LÁGRIMAS (a meu irmão João Câncio)

Eu não sei o que tenho... Essa tristeza
Que um sorriso de amor nem mesmo aclara,
Parece vir de alguma fonte amara
Ou de um rio de dor na correnteza.

Minh'alma triste na agonia presa,
Não compreende esta ventura clara,
Essa harmonia maviosa e rara
Que ouve cantar além, pela devesa.

Eu não sei o que tenho... Esse martírio,
Essa saudade roxa como um lírio,
Pranto sem fim que dos meus olhos corre,

Ai, deve ser o trágico tormento,
O estertor prolongado, lento, lento,
Do último adeus de um coração que morre...


MEU PAI (a Eloy)

Desce, meu Pai, a noite baixou mansa.
Nem uma nuvem se vê mais no céu:
Aninharam-se aqui no peito meu,
Onde, chorando, a negra dor descansa.

Quando morreste eu era bem criança,
Balbuciava, sim, o nome teu,
Mas deste rosto santo que morreu
Já não conservo a mínima lembrança.

A noite é clara; e eu, aqui sentada,
Tenho medo da lua embalsamada,
Corta-me o frio a alma comovida.

Se lá no Céu teu coração padece,
Vem comigo rezar a mesma prece:
Tua bênção, meu Pai, me dará vida!


IRINEU

Num dia turvo assim foi que partiste
Cheio de dor e de tristeza cheio.
Eu fiquei a chorar num doido anseio
Olhando o espaço merencório, triste.

Não sei se mágoa mais profunda existe
Que esta saudade que me oprime o seio,
Pois a amargura que ferir-me veio
Naquele dia, ó meu irmão! persiste.

Os anos que se foram! Entanto, eu cismo
A todo o instante, no profundo abismo
Que veio a morte entre nós dois abrir.

Mas cada noite n'asa de uma prece,
Ou num raio de sol quando amanhece,
Vejo tua alma para o céu subir...


HOJE

Fiz anos hoje... Quero ver agora
Se este sofrer que me atormenta tanto
Me não deixa lembrar a paz, o encanto,
A doce luz de meu viver de outrora.

Tão moça e mártir!
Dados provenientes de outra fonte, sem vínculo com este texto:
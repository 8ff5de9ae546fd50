//! UI rendering module - screen-specific rendering functions
//!
//! This module contains the UI rendering logic organized by screen type.
//! Each screen has its own file for better maintainability.

mod chat_list;
mod chat_view;
mod helpers;
mod login;
mod new_chat;

use ratatui::Frame;
use crate::tui::types::Screen;
use crate::tui::app::App;

// Re-export render functions
pub use chat_list::render_chat_list;
pub use chat_view::render_chat_view;
pub use login::render_login;
pub use new_chat::render_new_chat;

// Re-export helper functions
pub use helpers::{format_timestamp, history_label};

/// Main UI rendering function - dispatches to screen-specific render functions
pub fn ui(f: &mut Frame, app: &App) {
    match app.current_screen {
        Screen::Login => render_login(f, app),
        Screen::ChatList => render_chat_list(f, app),
        Screen::NewChat => render_new_chat(f, app),
        Screen::ChatView => render_chat_view(f, app),
    }
}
Não conheço aurora,
Foge-me a vida no correr do pranto,
Bem como a nota de choroso canto,
Que a noite leva pelo espaço em fora.

Minh'alma voa aos sonhos do passado,
Em busca sempre desse ninho amado
Onde pousava cheio de alegria.

Mas, de repente, num pavor de morte,
Sente cortar-lhe o vôo a mão da sorte...
Minha ventura só durou um dia.


DOENTE

A lua veio... foi-se... e em breve ainda,
Há de voltar, a doce lua amada,
Sem que eu a veja, a minha fada linda,
Sem que eu a veja, a minha boa fada.

Ela há de vir. Ofélia desmaiada,
Sob as nuvens do céu na alvura infinda
Do seu branco roupão, noiva gelada,
Boiando à flor de um rio que não finda.

Ela há de vir, sem que eu a veja... Entanto,
Com que tristezas e saudoso encanto
Choro estas noites que passando vão...

Ó lua! mostra-me o teu rosto ameno:
Olha que murcha à falta de sereno
O lírio roxo do meu coração!


SÚPLICA

Se tudo foge e tudo desaparece,
Se tudo cai ao vento da Desgraça,
Se a vida é o sopro que nos lábios passa
Gelando o ardor da derradeira prece;

Se o sonho chora e geme e desfalece
Dentro do coração que o amor enlaça,
Se a rosa murcha inda em botão, e a graça
Da moça foge quando a idade cresce;

Se Deus transforma em sua lei tão pura
A dor das almas que o Ideal tortura
Na demência feliz de pobres loucos...

Se a água do rio para o oceano corre,
Se tudo cai, Senhor! por que não morre
A dor sem fim que me devora aos poucos?